Marching to Nines with a Robot
To go big with AI software development, we may need to think really small?

For those of you reading along with my AI-ish Substack, thank you. If you’ve been here for a while, you’ll know that one of the major themes is experimentation. Over time, experiments big and small have come and gone, sometimes leaking into a little sci-fi around the edges. The common thread is AI—mostly generative AI.
The current “big experiment” is this: can an (agentic) LLM develop a logic-programming engine that can be applied to an interactive fiction game? A key sub-goal is to document the journey and my thoughts along the way, particularly from a software engineering perspective.

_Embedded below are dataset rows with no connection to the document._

//! 生成器共用的 CSS 值模板

use tintflex_core::scales::alpha_fraction;

/// `color-mix(in srgb, {color} {opacity}%, transparent)`
pub(crate) fn color_mix(color: &str, opacity: u8) -> String {
    format!("color-mix(in srgb, {} {}%, transparent)", color, opacity)
}

/// surface 系列的透明度模板：`color-mix(in srgb, {color}, {opacity/100}%, transparent)`
///
/// 与主题颜色的模板不同，透明度以小数写入，且颜色后带逗号。
pub(crate) fn surface_mix(color: &str, opacity: u8) -> String {
    format!(
        "color-mix(in srgb, {}, {}%, transparent)",
        color,
        alpha_fraction(opacity)
    )
}
use swc_css_ast::Stylesheet;
use swc_css_codegen::{
    writer::basic::{BasicCssWriter, BasicCssWriterConfig, IndentType, LineFeed},
    CodeGenerator, CodegenConfig, Emit,
};

/// 使用 swc_css_codegen 生成 CSS 字符串
///
/// 保证：
/// - 使用 SWC 的标准 CSS 生成器
/// - 相同的样式表总是产生相同的输出
pub fn emit_css(stylesheet: &Stylesheet) -> Result<String, std::fmt::Error> {
    emit_css_with(stylesheet, false)
}

/// 生成压缩后的 CSS 字符串
pub fn emit_css_minified(stylesheet: &Stylesheet) -> Result<String, std::fmt::Error> {
    emit_css_with(stylesheet, true)
}

fn emit_css_with(stylesheet: &Stylesheet, minify: bool) -> Result<String, std::fmt::Error> {
    let mut output = String::new();

    let writer_config = BasicCssWriterConfig {
        indent_type: IndentType::Space,
        indent_width: 2,
        linefeed: LineFeed::LF,
    };

    let mut wr = BasicCssWriter::new(&mut output, None, writer_config);
    let mut gen = CodeGenerator::new(&mut wr, CodegenConfig { minify });

    gen.emit(stylesheet)?;

    Ok(output)
}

At many tens of thousands of lines of code, this experiment is now pretty close to “feature complete” for what I need in its 1.0 game debut. The implementation quality, however, is still very much demo-ware. It passes thousands of unit tests that track its logic-programming abilities, but internally it has all the familiar complexities of a large software project, and with a touch more. Most of my time with the logic engine now is spent “marching it to nines” and learning from the process:
I’ve seen this constantly in AI native software. Getting an LLM feature to work impressively in a demo takes a few days. Getting it to work reliably enough that you’d actually ship it to users takes months. Same amount of work for each nine.
This next part is beyond the scope of the current experiment, but some recent work out of MIT really resonated with me. My experience with this LLM development project—my first large-scale software effort with agentic AI—has surfaced a number of lessons I’m still unpacking. One big one: we may need a deeper kind of modularization than what traditional software engineering usually imagines.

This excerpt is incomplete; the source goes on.